TC abdominal demonstrando múltiplas formações nodulares hepáticas, hipodensas e hipocaptantes, algumas com centro hipodenso em contexto de deposição secundária.
Figura III

Biópsia cutânea demonstrando tecido celular subcutâneo com necrose dos lóbulos adiposos separados por septos alargados e fibrosados, com abundantes macrófagos espumosos, células gigantes multinucleadas de tipo Langhans sem granulomas, linfócitos pequenos dispersos, aspectos morfológicos de paniculite pancreática.
BIBLIOGRAFIA
1. Clara Fernandez-Sartorio, Andrea Combalia, Joan Ferrando, Merce Alsina, Pilar Iranzo, Teresa Estrach et al. Pancreatic panniculitis: A case series from a tertiary university hospital in Spain. Australas J Dermatol. 2018; 59, e269–e272. DOI: 10.1111/ajd.12842
2. Hiroyuki Ariga, Syun Yonezaki, Junya Kashimura, Norio Takayashiki. Pancreatic panniculitis in a patient with pancreatic adenosquamous carcinoma. Clin J Gastroenterol. 2021; 14:382–385. DOI: 10.1007/s12328-020-01269-3
3. Elena Guanziroli, Antonella Colombo, Antonella Coggi, Raffaele Gianotti, Angelo Valerio Marzano. Pancreatic panniculitis: the “bright” side of the moon in solid cancer patients. BMC Gastroenterology. 2018; 18-1. DOI 10.1186/s12876-017-0727-1
4. Hiroshi Kasamatus, Noritaka Oyama, Minoru Hasegawa, Yohei Oku, Genki Inoue, Makiko Kimura et al. Fatal case of pancreatic panniculitis caused by occult neuroendocrine tumor in the corresponding organ: A case report and review of the published work. Jpn J Dermatol B. 2020; DOIi: 10.1111/1346-8138.15646
5. Álvaro Arbeláez-Cortés, Adriana L. Vanegas-García, Mauricio Restrepo-Escobar, Luis A. Correa-Londoño, Luis A. González-Naranjo. Polyarthritis and Pancreatic Panniculitis Associated With Pancreatic Carcinoma Review of the Literature. J Clin Rheumatol 2014; 20: 433–436. DOI: 10.1097/RHU.0000000000000181
6. Sebastian Zundler, Deike Strobel, Bernhard Manger, Markus F. Neurath, Dane Wildner. Pancreatic Panniculitis and Polyarthritis. Curr Rheumatol Rep. 2017; 19: 62. DOI: 10.1007/s11926-017-0690-4
7. Rainer Christoph Miksch, Tobias S Schiergens, Maximilian Weniger, Matthias Ilmer, Philipp M Kazmierczak, Markus O Guba et al. Pancreatic panniculitis and elevated serum lipase in metastasized acinar cell carcinoma of the pancreas: A case report and review of literature.

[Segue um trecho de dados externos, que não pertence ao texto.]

use crate::error::{BackendError, CatalogError, NotificationError, TimeSeriesError};
use crate::models::{OwnerUser, ProfileKind, Reading, SensorSnapshot};
use crate::services::analysis_backend::{AnalysisBackend, Assessment, Verdict};
use crate::services::catalog::RelationalCatalog;
use crate::services::notifications::{NotificationSink, OutboundMessage};
use crate::services::timeseries::TimeSeriesReader;
use anyhow::Result;
use async_trait::async_trait;
use chrono::{DateTime, Utc};
use sqlx::postgres::PgPoolOptions;
use sqlx::PgPool;
use std::collections::{HashMap, HashSet};
use std::sync::atomic::{AtomicBool, AtomicUsize, Ordering};
use std::sync::Mutex;
use std::time::Duration;
use tokio::io::{AsyncReadExt, AsyncWriteExt};
use tokio::net::TcpListener;
use tokio::task::JoinHandle;

pub(crate) fn sensor(id: i32, name: &str, source_address: Option<&str>) -> SensorSnapshot {
    SensorSnapshot {
        id,
        name: name.to_string(),
        source_address: source_address.map(str::to_string),
        workspace_id: 1,
    }
}

pub(crate) fn owner(id: i32, email: &str) -> OwnerUser {
    OwnerUser {
        id,
        username: format!("user{id}"),
        email: email.to_string(),
    }
}

pub(crate) fn reading(source_address: &str, time: DateTime<Utc>, temperature: f64) -> Reading {
    Reading {
        source_address: source_address.to_string(),
        time,
        temperature,
        humidity: None,
    }
}

#[derive(Default)]
pub(crate) struct MemoryCatalog {
    pub sensors: HashMap<ProfileKind, Vec<SensorSnapshot>>,
    pub owners: HashMap<i32, OwnerUser>,
    pub unavailable: AtomicBool,
}

#[async_trait]
impl RelationalCatalog for MemoryCatalog {
    async fn sensors_for_profile(
        &self,
        profile: ProfileKind,
    ) -> Result<Vec<SensorSnapshot>, CatalogError> {
        if self.unavailable.load(Ordering::SeqCst) {
            return Err(CatalogError::Database(sqlx::Error::PoolTimedOut));
        }
        let mut sensors = self.sensors.get(&profile).cloned().unwrap_or_default();
        sensors.sort_by_key(|sensor| sensor.id);
        Ok(sensors)
    }

    async fn user_for_sensor(&self, sensor_id: i32) -> Result<Option<OwnerUser>, CatalogError> {
        if self.unavailable.load(Ordering::SeqCst) {
            return Err(CatalogError::Database(sqlx::Error::PoolTimedOut));
        }
        Ok(self.owners.get(&sensor_id).cloned())
    }
}

/// Fixed readings per source address; listed addresses fail like an unreachable store.
#[derive(Default)]
pub(crate) struct StaticReader {
    pub readings: HashMap<String, Vec<Reading>>,
    pub failing: HashSet<String>,
    pub calls: AtomicUsize,
}

#[async_trait]
impl TimeSeriesReader for StaticReader {
    async fn query(
        &self,
        source_address: &str,
        _window: Duration,
    ) -> Result<Vec<Reading>, TimeSeriesError> {
        self.calls.fetch_add(1, Ordering::SeqCst);
        if self.failing.contains(source_address) {
            return Err(TimeSeriesError::Status {
                status: 503,
                body: "unavailable".to_string(),
            });
        }
        Ok(self
            .readings
            .get(source_address)
            .cloned()
            .unwrap_or_default())
    }
}

/// Answers by the source address on the first summary line; unknown sources get `default`.
/// A `None` assessment simulates a timeout.
pub(crate) struct ScriptedBackend {
    pub default: Option<Assessment>,
    pub by_source: HashMap<String, Option<Assessment>>,
    pub calls: AtomicUsize,
    pub summaries: Mutex<Vec<String>>,
}

impl ScriptedBackend {
    pub fn always(assessment: Option<Assessment>) -> Self {
        Self {
            default: assessment,
            by_source: HashMap::new(),
            calls: AtomicUsize::new(0),
            summaries: Mutex::new(Vec::new()),
        }
    }
}

#[async_trait]
impl AnalysisBackend for ScriptedBackend {
    async fn analyze(&self, profile: ProfileKind, summary: &str) -> Result<Verdict, BackendError> {
        self.calls.fetch_add(1, Ordering::SeqCst);
        if let Ok(mut summaries) = self.summaries.lock() {
            summaries.push(summary.to_string());
        }
        let source = summary.split(" - ").next().unwrap_or_default();
        let assessment = self
            .by_source
            .get(source)
            .copied()
            .unwrap_or(self.default);
        match assessment {
            Some(assessment) => Ok(Verdict {
                assessment,
                message: format!("<p>Temperature trending low ({profile})</p>"),
            }),
            None => Err(BackendError::Timeout(Duration::from_secs(30))),
        }
    }
}

#[derive(Default)]
pub(crate) struct RecordingSink {
    pub sent: Mutex<Vec<OutboundMessage>>,
    pub fail: AtomicBool,
}

impl RecordingSink {
    pub fn sent(&self) -> Vec<OutboundMessage> {
        self.sent.lock().map(|sent| sent.clone()).unwrap_or_default()
    }
}

#[async_trait]
impl NotificationSink for RecordingSink {
    async fn send(&self, message: &OutboundMessage) -> Result<(), NotificationError> {
        if self.fail.load(Ordering::SeqCst) {
            return Err(NotificationError::Address {
                address: message.to.clone(),
                reason: "mailbox unavailable".to_string(),
            });
        }
        if let Ok(mut sent) = self.sent.lock() {
            sent.push(message.clone());
        }
        Ok(())
    }
}

pub(crate) struct CapturedRequest {
    pub head: String,
    pub body: String,
}

fn find_header_end(buf: &[u8]) -> Option<usize> {
    buf.windows(4).position(|window| window == b"\r\n\r\n").map(|pos| pos + 4)
}

/// One-shot HTTP server on an ephemeral port. Returns its base URL and the captured request.
pub(crate) async fn serve_once(
    status: u16,
    body: &str,
) -> Result<(String, JoinHandle<Result<CapturedRequest>>)> {
    let listener = TcpListener::bind("127.0.0.1:0").await?;
    let addr = listener.local_addr()?;
    let response_body = body.to_string();
    let handle = tokio::spawn(async move {
        let (mut socket, _) = listener.accept().await?;
        let mut buf = Vec::new();
        let mut chunk = [0u8; 4096];
        let head_end = loop {
            let n = socket.read(&mut chunk).await?;
            if n == 0 {
                anyhow::bail!("connection closed before request headers");
            }
            buf.extend_from_slice(&chunk[..n]);
            if let Some(end) = find_header_end(&buf) {
                break end;
            }
        };
        let head = String::from_utf8_lossy(&buf[..head_end]).to_string();
        let content_length = head
            .lines()
            .filter_map(|line| line.split_once(':'))
            .find(|(name, _)| name.trim().eq_ignore_ascii_case("content-length"))
            .and_then(|(_, value)| value.trim().parse::<usize>().ok())
            .unwrap_or(0);
        while buf.len() < head_end + content_length {
            let n = socket.read(&mut chunk).await?;
            if n == 0 {
                break;
            }
            buf.extend_from_slice(&chunk[..n]);
        }
        let request_body = String::from_utf8_lossy(&buf[head_end..]).to_string();

        let reason = if status < 400 { "OK" } else { "Error" };
        let response = format!(
            "HTTP/1.1 {status} {reason}\r\ncontent-type: application/json\r\ncontent-length: {}\r\nconnection: close\r\n\r\n{}",
            response_body.len(),
            response_body
        );
        socket.write_all(response.as_bytes()).await?;
        let _ = socket.shutdown().await;
        Ok(CapturedRequest {
            head,
            body: request_body,
        })
    });
    Ok((format!("http://{addr}"), handle))
}

/// Accepts connections and never answers.
pub(crate) async fn serve_silent() -> Result<String> {
    let listener = TcpListener::bind("127.0.0.1:0").await?;
    let addr = listener.local_addr()?;
    tokio::spawn(async move {
        let mut held = Vec::new();
        while let Ok((socket, _)) = listener.accept().await {
            held.push(socket);
        }
    });
    Ok(format!("http://{addr}"))
}

/// Opt-in Postgres tests: `MONITOR_INTEGRATION_TEST=1` plus `MONITOR_TEST_DATABASE_URL`.
pub(crate) fn integration_database_url() -> Option<String> {
    if std::env::var("MONITOR_INTEGRATION_TEST").ok().as_deref() != Some("1") {
        return None;
    }
    std::env::var("MONITOR_TEST_DATABASE_URL").ok()
}

/// Pool pinned to its own schema, with the dispatcher tables applied.
pub(crate) async fn setup_test_pool(database_url: &str, schema: &str) -> Result<PgPool> {
    let admin_pool = PgPoolOptions::new()
        .max_connections(1)
        .connect(database_url)
        .await?;
    sqlx::query(&format!("CREATE SCHEMA IF NOT EXISTS {}", schema))
        .execute(&admin_pool)
        .await?;
    drop(admin_pool);

    let schema_name = schema.to_string();
    let pool = PgPoolOptions::new()
        .max_connections(5)
        .after_connect(move |conn, _meta| {
            let schema = schema_name.clone();
            Box::pin(async move {
                sqlx::query(&format!("SET search_path TO {}", schema))
                    .execute(conn)
                    .await?;
                Ok(())
            })
        })
        .connect(database_url)
        .await?;
    crate::db::ensure_dispatch_schema(&pool).await?;
    Ok(pool)
}

pub(crate) async fn drop_schema(database_url: &str, schema: &str) -> Result<()> {
    let admin_pool = PgPoolOptions::new()
        .max_connections(1)
        .connect(database_url)
        .await?;
    let _ = sqlx::query(&format!("DROP SCHEMA IF EXISTS {} CASCADE", schema))
        .execute(&admin_pool)
        .await;
    Ok(())
}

World J Clin Cases. 2020; 8(21): 5304-5312. DOI: 10.12998/wjcc.v8.i21.5304
8. De la Torre Gomar FJ, Heras González S, Pérez Rodríguez Á, Sáenz Aguirre A, Martínez de Lagrán et al. Paniculitis pancreática como forma de presentación de neoplasia localmente avanzada. Gastroenterol Hepatol. 2020;43:325---326.